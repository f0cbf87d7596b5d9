//! Recursive descent parser for visibility conditions.
//!
//! The grammar is prefix and fully parenthesised:
//!
//! ```text
//! expression := variable | int | bool | string | '(' sexpr ')'
//! sexpr      := unary-op expression | binary-op expression expression
//! ```
//!
//! so a single token of lookahead picks the production and each operator's
//! arity fixes how many operands follow. There is no precedence or
//! associativity to resolve.

mod cursor;
mod error;
mod grammar;

pub use error::{ParseError, ParseErrorKind};

use cursor::Cursor;
use vis_ir::{Expr, Token, TokenKind};

/// A successfully parsed expression.
#[derive(Clone, Debug, PartialEq, Eq)]
pub struct Parsed {
    pub expr: Expr,
    /// Index of the first token after the expression (the `EndOfInput`
    /// token for a complete parse).
    pub next: usize,
}

/// Result of [`parse`].
pub type ParseResult = Result<Parsed, ParseError>;

/// Parse exactly one expression from `tokens`.
///
/// The token after the expression must be `EndOfInput`; anything else is
/// reported as an unexpected token, and a list that ends early (the lexer
/// stopped on unrecognized text) as an unexpected end of input.
pub fn parse(tokens: &[Token]) -> ParseResult {
    let mut parser = Parser::new(tokens);
    let expr = parser.parse_expr()?;
    parser.expect_end()?;
    Ok(Parsed {
        expr,
        next: parser.cursor.position(),
    })
}

/// Parser state.
pub(crate) struct Parser<'a> {
    cursor: Cursor<'a>,
}

impl<'a> Parser<'a> {
    fn new(tokens: &'a [Token]) -> Self {
        Parser {
            cursor: Cursor::new(tokens),
        }
    }

    /// Error at the current position.
    fn error_here(&self, kind: ParseErrorKind) -> ParseError {
        ParseError::new(kind, self.cursor.position())
    }

    /// Require the current token to be `EndOfInput`. Does not consume it.
    fn expect_end(&self) -> Result<(), ParseError> {
        match self.cursor.current() {
            Some(token) if token.is(TokenKind::EndOfInput) => Ok(()),
            Some(token) => Err(self.error_here(ParseErrorKind::UnexpectedToken {
                text: token.text.clone(),
            })),
            None => Err(self.error_here(ParseErrorKind::UnexpectedEndOfInput)),
        }
    }
}

#[cfg(test)]
mod tests;
//! Runtime values.

use std::fmt;

/// A dynamically typed value. Exactly three shapes exist.
#[derive(Clone, Debug, PartialEq, Eq, Hash)]
#[cfg_attr(feature = "serde", derive(serde::Serialize, serde::Deserialize))]
pub enum Value {
    Int(i64),
    Str(String),
    Bool(bool),
}

impl Value {
    pub fn string(value: impl Into<String>) -> Self {
        Value::Str(value.into())
    }

    /// Type name used in error messages.
    pub const fn type_name(&self) -> &'static str {
        match self {
            Value::Int(_) => "int",
            Value::Str(_) => "string",
            Value::Bool(_) => "bool",
        }
    }

    pub const fn as_bool(&self) -> Option<bool> {
        match self {
            Value::Bool(b) => Some(*b),
            _ => None,
        }
    }

    pub const fn as_int(&self) -> Option<i64> {
        match self {
            Value::Int(n) => Some(*n),
            _ => None,
        }
    }

    pub fn as_str(&self) -> Option<&str> {
        match self {
            Value::Str(s) => Some(s),
            _ => None,
        }
    }
}

impl From<i64> for Value {
    fn from(value: i64) -> Self {
        Value::Int(value)
    }
}

impl From<bool> for Value {
    fn from(value: bool) -> Self {
        Value::Bool(value)
    }
}

impl From<&str> for Value {
    fn from(value: &str) -> Self {
        Value::Str(value.to_owned())
    }
}

impl From<String> for Value {
    fn from(value: String) -> Self {
        Value::Str(value)
    }
}

/// Strings are shown quoted so `"1"` and `1` stay distinguishable.
impl fmt::Display for Value {
    fn fmt(&self, f: &mut fmt::Formatter<'_>) -> fmt::Result {
        match self {
            Value::Int(n) => write!(f, "{n}"),
            Value::Str(s) => write!(f, "\"{s}\""),
            Value::Bool(b) => write!(f, "{b}"),
        }
    }
}
//! Operators
//!
//! The operator set is closed. Each operator is spelled as a bare keyword
//! in the head position of an S-expression: `(not x)`, `(gte a b)`.

use std::fmt;

/// Unary operators.
#[derive(Copy, Clone, Eq, PartialEq, Hash, Debug)]
#[cfg_attr(feature = "serde", derive(serde::Serialize, serde::Deserialize))]
pub enum UnaryOp {
    Not,
}

impl UnaryOp {
    /// Source keyword for this operator.
    pub const fn name(self) -> &'static str {
        match self {
            Self::Not => "not",
        }
    }
}

/// Binary operators.
#[derive(Copy, Clone, Eq, PartialEq, Hash, Debug)]
#[cfg_attr(feature = "serde", derive(serde::Serialize, serde::Deserialize))]
pub enum BinaryOp {
    // Logical
    And,
    Or,

    // Equality
    Eq,
    NotEq,

    // Ordering
    Gt,
    Lt,
    GtEq,
    LtEq,
}

impl BinaryOp {
    /// Source keyword for this operator.
    pub const fn name(self) -> &'static str {
        match self {
            Self::And => "and",
            Self::Or => "or",
            Self::Eq => "eq",
            Self::NotEq => "neq",
            Self::Gt => "gt",
            Self::Lt => "lt",
            Self::GtEq => "gte",
            Self::LtEq => "lte",
        }
    }
}

/// Number of operands an operator takes.
#[derive(Copy, Clone, Eq, PartialEq, Hash, Debug)]
#[cfg_attr(feature = "serde", derive(serde::Serialize, serde::Deserialize))]
pub enum Arity {
    One,
    Two,
}

impl fmt::Display for Arity {
    fn fmt(&self, f: &mut fmt::Formatter<'_>) -> fmt::Result {
        match self {
            Self::One => f.write_str("one operand"),
            Self::Two => f.write_str("two operands"),
        }
    }
}

/// Any operator that may head an S-expression.
#[derive(Copy, Clone, Eq, PartialEq, Hash, Debug)]
pub enum Operator {
    Unary(UnaryOp),
    Binary(BinaryOp),
}

impl Operator {
    /// Every operator, in keyword-table order.
    pub const ALL: [Operator; 9] = [
        Operator::Unary(UnaryOp::Not),
        Operator::Binary(BinaryOp::And),
        Operator::Binary(BinaryOp::Or),
        Operator::Binary(BinaryOp::Eq),
        Operator::Binary(BinaryOp::NotEq),
        Operator::Binary(BinaryOp::Gt),
        Operator::Binary(BinaryOp::Lt),
        Operator::Binary(BinaryOp::GtEq),
        Operator::Binary(BinaryOp::LtEq),
    ];

    /// Look up an operator by its keyword. Matching is case-sensitive.
    pub fn from_name(name: &str) -> Option<Operator> {
        let op = match name {
            "not" => Operator::Unary(UnaryOp::Not),
            "and" => Operator::Binary(BinaryOp::And),
            "or" => Operator::Binary(BinaryOp::Or),
            "eq" => Operator::Binary(BinaryOp::Eq),
            "neq" => Operator::Binary(BinaryOp::NotEq),
            "gt" => Operator::Binary(BinaryOp::Gt),
            "lt" => Operator::Binary(BinaryOp::Lt),
            "gte" => Operator::Binary(BinaryOp::GtEq),
            "lte" => Operator::Binary(BinaryOp::LtEq),
            _ => return None,
        };
        Some(op)
    }

    pub const fn name(self) -> &'static str {
        match self {
            Self::Unary(op) => op.name(),
            Self::Binary(op) => op.name(),
        }
    }

    pub const fn arity(self) -> Arity {
        match self {
            Self::Unary(_) => Arity::One,
            Self::Binary(_) => Arity::Two,
        }
    }
}

impl fmt::Display for UnaryOp {
    fn fmt(&self, f: &mut fmt::Formatter<'_>) -> fmt::Result {
        f.write_str(self.name())
    }
}

impl fmt::Display for BinaryOp {
    fn fmt(&self, f: &mut fmt::Formatter<'_>) -> fmt::Result {
        f.write_str(self.name())
    }
}

impl fmt::Display for Operator {
    fn fmt(&self, f: &mut fmt::Formatter<'_>) -> fmt::Result {
        f.write_str(self.name())
    }
}
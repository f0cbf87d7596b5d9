//! Byte cursor over the source text.
//!
//! The cursor only ever stops on `char` boundaries: it advances by whole
//! whitespace runs or by the length of a matched token, and every token rule
//! matches ASCII delimiters.

#[derive(Clone, Copy, Debug)]
pub(crate) struct Cursor<'a> {
    source: &'a str,
    pos: usize,
}

impl<'a> Cursor<'a> {
    pub(crate) fn new(source: &'a str) -> Self {
        Cursor { source, pos: 0 }
    }

    #[inline]
    pub(crate) fn pos(&self) -> usize {
        self.pos
    }

    /// Unconsumed source text.
    #[inline]
    pub(crate) fn rest(&self) -> &'a str {
        &self.source[self.pos..]
    }

    /// Skip Unicode whitespace, returning the number of bytes skipped.
    pub(crate) fn skip_whitespace(&mut self) -> usize {
        let rest = self.rest();
        let skipped = rest.len() - rest.trim_start().len();
        self.pos += skipped;
        skipped
    }

    /// Consume `len` bytes.
    #[inline]
    pub(crate) fn advance(&mut self, len: usize) {
        debug_assert!(
            self.source.is_char_boundary(self.pos + len),
            "cursor advanced into the middle of a character"
        );
        self.pos += len;
    }
}
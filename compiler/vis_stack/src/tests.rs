use super::*;

#[test]
fn test_passes_result_through() {
    let result: Result<u8, &str> = ensure_sufficient_stack(|| Ok(7));
    assert_eq!(result, Ok(7));
}

#[test]
fn test_deep_nesting() {
    fn depth(remaining: usize) -> usize {
        ensure_sufficient_stack(|| {
            if remaining == 0 {
                0
            } else {
                depth(remaining - 1) + 1
            }
        })
    }

    // Far past what the default 8MB main-thread stack allows
    assert_eq!(depth(200_000), 200_000);
}
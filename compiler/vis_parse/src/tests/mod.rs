//! Parser tests, driven through the real lexer.

#![expect(clippy::unwrap_used, reason = "tests unwrap known-good inputs")]

mod errors;

use crate::{parse, ParseResult};

fn parse_source(source: &str) -> ParseResult {
    parse(&vis_lexer::lex(source))
}
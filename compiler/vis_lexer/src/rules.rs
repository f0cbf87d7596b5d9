//! Token rules, in priority order.
//!
//! At each position the rules are tried top to bottom and the first match
//! wins. There is no longest-match resolution: `true` is tried as a plain
//! prefix before symbols, so `truex` scans as `true` followed by `x`.
//!
//! Each rule looks at the unconsumed text (already past any whitespace) and
//! returns the byte length of its match.

use vis_ir::TokenKind;

type Rule = fn(&str) -> Option<usize>;

/// The rule table. Order is significant.
const RULES: [(TokenKind, Rule); 8] = [
    (TokenKind::LeftParen, left_paren),
    (TokenKind::RightParen, right_paren),
    (TokenKind::BooleanLiteral, true_literal),
    (TokenKind::BooleanLiteral, false_literal),
    (TokenKind::Symbol, symbol),
    (TokenKind::IntLiteral, int_literal),
    (TokenKind::StringLiteral, string_literal),
    (TokenKind::EndOfInput, end_of_input),
];

/// Apply the rule table to `rest`, returning the first match.
pub(crate) fn match_rule(rest: &str) -> Option<(TokenKind, usize)> {
    RULES
        .iter()
        .find_map(|&(kind, rule)| rule(rest).map(|len| (kind, len)))
}

fn literal(rest: &str, text: &str) -> Option<usize> {
    rest.starts_with(text).then_some(text.len())
}

fn left_paren(rest: &str) -> Option<usize> {
    literal(rest, "(")
}

fn right_paren(rest: &str) -> Option<usize> {
    literal(rest, ")")
}

fn true_literal(rest: &str) -> Option<usize> {
    literal(rest, "true")
}

fn false_literal(rest: &str) -> Option<usize> {
    literal(rest, "false")
}

/// An ASCII letter followed by ASCII letters and digits.
fn symbol(rest: &str) -> Option<usize> {
    let bytes = rest.as_bytes();
    if !bytes.first()?.is_ascii_alphabetic() {
        return None;
    }
    let tail = bytes[1..]
        .iter()
        .take_while(|b| b.is_ascii_alphanumeric())
        .count();
    Some(1 + tail)
}

/// One or more ASCII digits. Leading zeros are kept in the text.
fn int_literal(rest: &str) -> Option<usize> {
    let len = rest.bytes().take_while(u8::is_ascii_digit).count();
    (len > 0).then_some(len)
}

/// A double-quoted run with no escapes. The match includes both quotes.
///
/// A string without its closing quote does not match, which leaves the
/// remaining rules (and then the lexer) to give up at the opening quote.
fn string_literal(rest: &str) -> Option<usize> {
    let body = rest.as_bytes().strip_prefix(b"\"")?;
    let close = memchr::memchr(b'"', body)?;
    Some(close + 2)
}

/// Matches only at the very end of the text, with zero length.
fn end_of_input(rest: &str) -> Option<usize> {
    rest.is_empty().then_some(0)
}

#[cfg(test)]
mod tests;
■ ■ ■ ■ ■
▸ Requirement
Among the entries, copy every line containing the word "remaining".

▸ Completed exercise
    fn depth(remaining: usize) -> usize {
            if remaining == 0 {
                depth(remaining - 1) + 1
/// remaining rules (and then the lexer) to give up at the opening quote.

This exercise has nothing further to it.